Matthew had changed nothing in the year since she’d gone. The house had become a shrine to her. Every corner had memories for Jamie. Strawberry teas at the kitchen table where she’d wiped jam from his face with a damp facecloth. The scent of her perfume as she’d leaned over him in twin-set and pearls to complete a jigsaw in the front room. His grandfather helping with an elusive Latin verb when he was about twelve, at what must have been one of the hardest times. He shook his head. Where to begin? The papers, he supposed, which were stored in the polished bureau in the corner.

He kept it up for half an hour, sorting through insurance documents and gas bills, before boredom inexorably drew him to a collection of his mother’s leather-bound photo albums. He flicked through the pages of regimented pictures, each perfectly positioned and in its proper place. The early ones were mostly photographs of him as a baby, alone or with his mother or grandparents. But here was five-year-old Jamie, deadly serious, ready for his first day at school in cap, purple blazer and tie, with his proud mother at his shoulder. In the picture, her hair was a dark, lustrous brown. How could he have forgotten that? Margaret Saintclair had been a snob, an unbridled and unapologetic snob who had somehow kept her status as an unmarried mother from her toffee-nosed acquaintances as she’d clawed her way to become chairwoman – not chairperson, God forbid – of the local bridge club. For all her faults she had loved him, and loved him as only the single mother of an only child can show love: single-mindedly to the point of obsession. It had taken him a long time to understand what she and his grandfather had gone through to ensure that he was equipped to take on the world. In a way, she had donated thirty years of her life to him. She’d even given up her name – plain old Sinclair – as part of the plot to give him the best possible chance when he went to Cambridge: driven, almost bullied, by her to win a scholarship from the local grammar school.

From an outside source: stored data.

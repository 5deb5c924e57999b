use std::path::{Path, PathBuf};

use owo_colors::OwoColorize;
use owo_colors::Stream::Stdout;

use datablocks_catalog::{finalize, init_catalog};

use crate::commands::{GLOSSARY_FILE, path_or_default};
use crate::error::CliError;

pub(crate) fn run_init(root: &Path, glossary: Option<PathBuf>) -> Result<(), CliError> {
    let glossary_path = path_or_default(glossary, root, GLOSSARY_FILE);
    let report = init_catalog(&glossary_path, root)?;

    log::info!(
        "{} Materialized {} glossary entries under {}",
        "\u{2714}".if_supports_color(Stdout, |t| t.green()),
        report.entries.if_supports_color(Stdout, |t| t.bold()),
        root.display()
    );
    log::info!("  {} new catalog entries", report.created.len());
    if !report.skipped.is_empty() {
        log::info!("  {} already present, left alone", report.skipped.len());
    }
    if report.r#unsized > 0 {
        log::warn!(
            "{} entries timed out during sizing; re-run glossarize to size them",
            report.r#unsized
        );
    }
    if !report.transforms.is_empty() {
        log::info!(
            "  {} entries need a transform before they are complete:",
            report.transforms.len().if_supports_color(Stdout, |t| t.bold())
        );
        for slug in &report.transforms {
            log::info!("    tasks/{}/transform.py", slug);
        }
    }
    Ok(())
}

pub(crate) fn run_finalize(root: &Path) -> Result<(), CliError> {
    let report = finalize(root)?;

    for slug in &report.removed {
        log::info!(
            "  {} {}",
            "removed".if_supports_color(Stdout, |t| t.red()),
            slug
        );
    }
    for (slug, reason) in &report.unreadable {
        log::warn!("{}: left in place ({})", slug, reason);
    }

    log::info!(
        "{} Kept {} entries, removed {}",
        "\u{2714}".if_supports_color(Stdout, |t| t.green()),
        report.kept.len().if_supports_color(Stdout, |t| t.bold()),
        report.removed.len().if_supports_color(Stdout, |t| t.bold()),
    );
    if !report.removed.is_empty() {
        log::info!("Run `datablocks dag` to drop the removed tasks from the workflow.");
    }
    Ok(())
}
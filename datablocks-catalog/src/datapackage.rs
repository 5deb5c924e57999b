//! Data-package manifests (`catalog/<slug>/datapackage.json`).
//!
//! A manifest is derived from a single glossary entry. Licensing and
//! contributor fields start empty for manual curation. `complete` marks
//! entries that are usable as soon as the depositor has run.

use std::collections::BTreeMap;

use datablocks_core::{Filesize, GlossaryEntry};
use serde::{Deserialize, Serialize};
use serde_json::Value;

use crate::slug::slugify;

pub const DATAPACKAGE_VERSION: &str = "1.0-beta";
pub const VERSION_PLACEHOLDER: &str = "N/A";

/// How the `path` of a complete manifest's single resource is named.
///
/// The generated depositor saves a standalone file as `data.<format>`, but
/// manifests have always pointed at `data.csv`, including for GeoJSON.
/// Both are kept until that is settled; [`make_package`] uses `Legacy`.
#[derive(Debug, Clone, Copy, Default, PartialEq, Eq)]
pub enum ManifestPath {
    /// Always `data.csv`.
    #[default]
    Legacy,
    /// `data.<preferred_format>`, matching the depositor's output.
    FormatExtension,
}

#[derive(Debug, Clone, PartialEq, Serialize, Deserialize)]
pub struct PackageSource {
    pub name: String,
    pub web: Option<String>,
}

#[derive(Debug, Clone, PartialEq, Serialize, Deserialize)]
pub struct PackageResource {
    pub path: String,
    pub url: String,
}

/// Manifest schema. Every key is always present; absent glossary values
/// serialize as `null`.
#[derive(Debug, Clone, PartialEq, Serialize, Deserialize)]
pub struct DataPackage {
    pub name: String,
    pub datapackage_version: String,
    pub title: String,
    pub version: String,
    pub keywords: Vec<String>,
    pub description: String,
    pub licenses: Vec<Value>,
    pub sources: Vec<PackageSource>,
    pub contributors: Vec<Value>,
    pub maintainers: Vec<Value>,
    pub publishers: Vec<Value>,
    pub dependencies: BTreeMap<String, Value>,
    pub resources: Vec<PackageResource>,
    pub views: Vec<Value>,

    pub rows: Option<Value>,
    pub columns: Option<Value>,
    pub filesize: Option<Filesize>,
    pub available_formats: Option<Vec<String>>,

    pub page_views: Option<Value>,
    pub preferred_mimetype: Option<String>,
    pub topics_provided: Vec<String>,
    pub preferred_format: Option<String>,
    pub column_names: Vec<String>,
    pub landing_page: Option<String>,
    pub last_updated: Option<String>,
    pub protocol: Option<String>,
    pub created: Option<String>,

    pub complete: bool,
}

/// Build the manifest for `entry` with the legacy `data.csv` resource path.
pub fn make_package(entry: &GlossaryEntry) -> DataPackage {
    make_package_with(entry, ManifestPath::Legacy)
}

pub fn make_package_with(entry: &GlossaryEntry, path_policy: ManifestPath) -> DataPackage {
    let record = &entry.record;
    let complete = entry.is_ready();

    let resources = if complete {
        let path = match (path_policy, entry.preferred_format.as_deref()) {
            (ManifestPath::FormatExtension, Some(format)) => format!("data.{format}"),
            _ => "data.csv".to_string(),
        };
        vec![PackageResource {
            path,
            url: record.resource.clone(),
        }]
    } else {
        Vec::new()
    };

    DataPackage {
        name: slugify(&record.name),
        datapackage_version: DATAPACKAGE_VERSION.to_string(),
        title: record.name.clone(),
        version: VERSION_PLACEHOLDER.to_string(),
        keywords: record.keywords_provided.clone(),
        description: record.description.clone(),
        licenses: Vec::new(),
        sources: record
            .sources
            .iter()
            .map(|s| PackageSource {
                name: s.clone(),
                web: record.landing_page.clone(),
            })
            .collect(),
        contributors: Vec::new(),
        maintainers: Vec::new(),
        publishers: Vec::new(),
        dependencies: BTreeMap::new(),
        resources,
        views: Vec::new(),
        rows: entry.rows.clone(),
        columns: entry.columns.clone(),
        filesize: entry.filesize.clone(),
        available_formats: entry.available_formats.clone(),
        page_views: record.page_views.clone(),
        preferred_mimetype: entry.preferred_mimetype.clone(),
        topics_provided: record.topics_provided.clone(),
        preferred_format: entry.preferred_format.clone(),
        column_names: record.column_names.clone(),
        landing_page: record.landing_page.clone(),
        last_updated: record.last_updated.clone(),
        protocol: record.protocol.clone(),
        created: record.created.clone(),
        complete,
    }
}

#[cfg(test)]
#[path = "tests/datapackage_tests.rs"]
mod tests;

As he leafed through the pictures he realized that he’d always thought of his mother as old, but she hadn’t been old at all. She wasn’t quite sixty-three when she died.

Another picture. Her proudest moment, his graduation with a First in fine arts and modern languages. Jamie barely recognized himself in the stern-faced young man in the one-size-fits-all, hired robe, even though the photograph had been taken less than ten years earlier. While the other students had spent most of their time drinking and carousing, he’d never been able to escape his mother’s telepathic control. If he remembered correctly, the popular term for the image he’d created for himself had been ‘Young Fogey’ and he’d cheerfully embraced it, right down to the tweed jacket and briar pipe, for Christ’s sake. Oh, he’d had his moments, and the girls who seduced him, usually for a dare, had gone away pleasantly surprised and reasonably well-satisfied, but he’d never indulged in that relentless pursuit of the female flesh his fellow undergraduates felt was their duty.